So how about it? All you people who desperately want tuples to grow an
index method -- will any of you donate your time to write and maintain the
code?
 
P

Paul Boddie

If you want a language that just adds whatever methods anyone thinks
of, along with whatever aliases for it any can think of, to every data
type, you know where to find Ruby.

Nobody is asking for Ruby, as far as I can see. I even submitted a
quick patch to provide tuple.index (a method that has already been
thought of), given the triviality of the solution, but you won't find
me asking for a bundle of different convenience methods with all their
aliases on every object, regardless of whether you can monkey-patch
them after the fact or not. For example:

http://www.ruby-doc.org/core/classes/Array.html#M002235

There's a pretty big chasm between wanting to be able to apply
existing functionality exactly to a type which for some reason never
acquired it and embracing the method proliferation and other low-
hanging fruit-picking seemingly popular in Ruby. In observing this,
one can make objective decisions about things like this...

http://wiki.python.org/moin/AbstractBaseClasses

Note that, in that document, index and count are methods of
MutableSequence. Quite why this should be from a conceptual
perspective is baffling, but don't underestimate the legacy influence
in such matters.

Paul
 
C

Chris Mellon

Nobody is asking for Ruby, as far as I can see. I even submitted a
quick patch to provide tuple.index (a method that has already been
thought of), given the triviality of the solution, but you won't find
me asking for a bundle of different convenience methods with all their
aliases on every object, regardless of whether you can monkey-patch
them after the fact or not. For example:

Note that the mail I responded to was using being drunk, not knowing
any better, and having fun as use cases for the method. That sounds
like Ruby-style method proliferation to me ;)
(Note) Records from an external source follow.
//! Zone header record parsing.
//!
//! # Record Structure
//! ```text
//! [string]  Zone name
//! [i32]     Parent zone, -1 for none            (11.1+)
//! [i32]     Zone type code, 0..=7
//! [i32]     Data packing, 0 block / 1 point     (before 11.2)
//! [i32]     Specify var location; if 1, NumVars x i32 (0 node, 1 cell)
//! [i32]     Raw local face neighbors supplied
//! [i32]     Misc face-neighbor connections; if != 0: mode [, FE complete]
//! [i32..]   IMax JMax KMax                      (ordered)
//!           NumPts [faces x4] NumElements ICell JCell KCell   (FE)
//! [f64]     Solution time
//! [i32]     Strand id
//! [i32..]   NumVars x zone to share each variable with, -1 for none
//! [i32]     Zone to share connectivity with, -1 for none
//! [i32..]   Aux pairs: 1, name, value format (0), value ... then 0
//! ```
//! The leading 299.0 marker has already been consumed by the caller.

use log::{debug, trace};

use crate::plt::types::error::{PltError, Result};
use crate::plt::types::models::{
    AuxEntry, DataPacking, FaceNeighborMode, PltVersion, PolyFaces, ValueLocation, ZoneDescriptor,
    ZoneType,
};
use crate::plt::utils::ByteCursor;

/// Parses one zone record following its marker.
pub fn parse(
    cursor: &mut ByteCursor,
    version: PltVersion,
    num_vars: usize,
    index: usize,
) -> Result<ZoneDescriptor> {
    let start = cursor.position();
    let name = cursor.read_string()?;

    let parent_zone = if version.has_parent_zone() {
        read_optional_index(cursor, "parent zone")?
    } else {
        None
    };

    let type_offset = cursor.position();
    let type_code = cursor.read_i32()?;
    if !(0..=7).contains(&type_code) {
        return Err(PltError::InvalidValue {
            offset: type_offset,
            field: "zone type",
            value: type_code as i64,
        });
    }

    let packing = if version.has_data_packing() {
        let offset = cursor.position();
        match cursor.read_i32()? {
            0 => DataPacking::Block,
            1 => DataPacking::Point,
            other => {
                return Err(PltError::InvalidValue {
                    offset,
                    field: "data packing",
                    value: other as i64,
                })
            }
        }
    } else {
        DataPacking::Block
    };

    let locations = if cursor.read_i32()? != 0 {
        (0..num_vars)
            .map(|_| {
                let offset = cursor.position();
                match cursor.read_i32()? {
                    0 => Ok(ValueLocation::Node),
                    1 => Ok(ValueLocation::CellCentered),
                    other => Err(PltError::InvalidValue {
                        offset,
                        field: "variable location",
                        value: other as i64,
                    }),
                }
            })
            .collect::<Result<Vec<_>>>()?
    } else {
        vec![ValueLocation::Node; num_vars]
    };

    let raw_face_neighbors = cursor.read_i32()? != 0;
    let misc_connections = read_count(cursor, "face-neighbor connections")?;
    let face_neighbor_mode = if misc_connections > 0 {
        let offset = cursor.position();
        let mode = match cursor.read_i32()? {
            0 => FaceNeighborMode::LocalOneToOne,
            1 => FaceNeighborMode::LocalOneToMany,
            2 | 3 => FaceNeighborMode::Global,
            other => {
                return Err(PltError::InvalidValue {
                    offset,
                    field: "face-neighbor mode",
                    value: other as i64,
                })
            }
        };
        if type_code != 0 {
            let _completely_specified = cursor.read_i32()?;
        }
        mode
    } else {
        FaceNeighborMode::None
    };

    let dims_offset = cursor.position();
    let zone_type = parse_dimensions(cursor, type_code)?;
    check_extent(&zone_type, dims_offset)?;

    let solution_time = cursor.read_f64()?;
    let strand_id = cursor.read_i32()?;
    let shared_variables = (0..num_vars)
        .map(|variable| read_share(cursor, index, Some(variable)))
        .collect::<Result<Vec<_>>>()?;
    let shared_connectivity = read_share(cursor, index, None)?;
    let aux_data = parse_aux_entries(cursor)?;

    debug!(
        "Zone '{}' at offset {}: {} ({} points, {} elements), packing={:?}, strand={}, time={}",
        name,
        start,
        zone_type,
        zone_type.point_count(),
        zone_type.element_count(),
        packing,
        strand_id,
        solution_time
    );
    trace!(
        "Zone '{}' sharing: variables={:?}, connectivity={:?}",
        name, shared_variables, shared_connectivity
    );

    Ok(ZoneDescriptor {
        name,
        parent_zone,
        zone_type,
        packing,
        locations,
        raw_face_neighbors,
        face_neighbor_mode,
        misc_face_neighbor_connections: misc_connections,
        solution_time,
        strand_id,
        shared_variables,
        shared_connectivity,
        aux_data,
    })
}

fn parse_dimensions(cursor: &mut ByteCursor, type_code: i32) -> Result<ZoneType> {
    if type_code == 0 {
        let i_max = read_count(cursor, "IMax")?;
        let j_max = read_count(cursor, "JMax")?;
        let k_max = read_count(cursor, "KMax")?;
        return Ok(ZoneType::Ordered { i_max, j_max, k_max });
    }

    let points = read_count(cursor, "point count")?;
    let faces = if type_code >= 6 {
        PolyFaces {
            faces: read_count(cursor, "face count")?,
            face_nodes: read_count(cursor, "face node count")?,
            boundary_faces: read_count(cursor, "boundary face count")?,
            boundary_connections: read_count(cursor, "boundary connection count")?,
        }
    } else {
        PolyFaces::default()
    };
    let elements = read_count(cursor, "element count")?;
    // ICellDim, JCellDim, KCellDim are reserved.
    cursor.skip(12)?;

    Ok(match type_code {
        1 => ZoneType::FeLineSegment { points, elements },
        2 => ZoneType::FeTriangle { points, elements },
        3 => ZoneType::FeQuadrilateral { points, elements },
        4 => ZoneType::FeTetrahedron { points, elements },
        5 => ZoneType::FeBrick { points, elements },
        6 => ZoneType::FePolygon { points, elements, faces },
        _ => ZoneType::FePolyhedron { points, elements, faces },
    })
}

/// Rejects zones whose value arrays could not be sized in bytes, measured
/// against the widest (8-byte) value format.
fn check_extent(zone_type: &ZoneType, offset: usize) -> Result<()> {
    let counts = [
        ("point count", zone_type.checked_point_count()),
        ("element count", zone_type.checked_element_count()),
    ];
    for (field, count) in counts {
        if count.and_then(|n| n.checked_mul(8)).is_none() {
            return Err(PltError::InvalidValue {
                offset,
                field,
                value: count.and_then(|n| i64::try_from(n).ok()).unwrap_or(i64::MAX),
            });
        }
    }
    Ok(())
}

/// Reads name/value pairs until the zero flag.
///
/// Only string values (format 0) exist in the format.
pub fn parse_aux_entries(cursor: &mut ByteCursor) -> Result<Vec<AuxEntry>> {
    let mut entries = Vec::new();
    while cursor.read_i32()? != 0 {
        entries.push(parse_aux_pair(cursor)?);
    }
    Ok(entries)
}

/// Reads a single `name, value format, value` triple.
pub fn parse_aux_pair(cursor: &mut ByteCursor) -> Result<AuxEntry> {
    let name = cursor.read_string()?;
    let offset = cursor.position();
    let format = cursor.read_i32()?;
    if format != 0 {
        return Err(PltError::InvalidValue {
            offset,
            field: "auxiliary value format",
            value: format as i64,
        });
    }
    let value = cursor.read_string()?;
    trace!("Auxiliary data {} = {:?}", name, value);
    Ok(AuxEntry { name, value })
}

/// Reads a non-negative count.
pub fn read_count(cursor: &mut ByteCursor, field: &'static str) -> Result<usize> {
    let offset = cursor.position();
    let value = cursor.read_i32()?;
    usize::try_from(value).map_err(|_| PltError::InvalidValue {
        offset,
        field,
        value: value as i64,
    })
}

/// Reads a zero-based index where -1 means "none".
fn read_optional_index(cursor: &mut ByteCursor, field: &'static str) -> Result<Option<usize>> {
    let offset = cursor.position();
    match cursor.read_i32()? {
        -1 => Ok(None),
        value if value >= 0 => Ok(Some(value as usize)),
        value => Err(PltError::InvalidValue {
            offset,
            field,
            value: value as i64,
        }),
    }
}

/// Reads a sharing reference: -1 for none, otherwise a zero-based zone index.
///
/// Whether the target exists is only known once every zone has been read.
pub fn read_share(cursor: &mut ByteCursor, zone: usize, variable: Option<usize>) -> Result<Option<usize>> {
    match cursor.read_i32()? {
        -1 => Ok(None),
        target if target >= 0 => Ok(Some(target as usize)),
        target => Err(PltError::InvalidShareReference {
            zone,
            variable,
            target: target as i64,
            reason: "negative zone index",
        }),
    }
}
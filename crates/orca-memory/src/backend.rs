use async_trait::async_trait;
use chrono::Duration;

use orca_core::Result;

use crate::types::{Fact, Session, Turn};

/// Storage for sessions, turns, and facts.
#[async_trait]
pub trait MemoryBackend: Send + Sync {
    /// `None` when the session has never been seen.
    async fn get_session(&self, session_id: &str) -> Result<Option<Session>>;

    async fn update_session(&self, session: &Session) -> Result<()>;

    /// Record a turn and bump the owning session's turn count.
    async fn add_turn(&self, turn: &Turn) -> Result<()>;

    /// The last `limit` turns of a session, oldest first.
    async fn recent_turns(&self, session_id: &str, limit: usize) -> Result<Vec<Turn>>;

    /// Up to `limit` turns ranked by keyword overlap with `query`.
    async fn search_turns(&self, session_id: &str, query: &str, limit: usize) -> Result<Vec<Turn>>;

    /// Mark uncompressed turns older than `older_than` as compressed and
    /// return them, oldest first. An age reaching past the earliest
    /// representable time matches nothing.
    async fn compress_turns(&self, session_id: &str, older_than: Duration) -> Result<Vec<Turn>>;

    async fn store_fact(&self, fact: &Fact) -> Result<()>;

    /// Up to `limit` facts ranked by keyword overlap with `query` (entity id
    /// and content), newest first among equal scores.
    async fn search_facts(&self, query: &str, limit: usize) -> Result<Vec<Fact>>;
}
Note that, in that document, index and count are methods of
MutableSequence. Quite why this should be from a conceptual
perspective is baffling, but don't underestimate the legacy influence
in such matters.

Well, I'm not Guido obviously, but here's why I don't find it baffling.

There are 2 main reasons why you'd use an immutable sequence for something:
1) You want to make sure it's not modified by a callee. This is
unPythonic and mostly unnecessary. Pass them a copy if you're that
paranoid.

2) Because you are representing a known, structured data type. This
can be either unordered, in which case index() is meaningless (as in
frozenset), or it can be ordered, in which case the order is an
implicit part of the structure. In such a case, index() is also
meaningless, and should never be necessary.

The primary use case for index on tuple is because people use them as
immutable lists. That's fine as far as it goes, but I want to know
what the justification is for using an immutable list, and if you have
one why you need to use index() on it. There's only 2 use cases I've
heard so far for that: certain types of binary parsing, which I don't
think is common enough to justify modification to the language core,
and third party libs returning silly things, which I *certainly* don't
think justifies changes to the language core.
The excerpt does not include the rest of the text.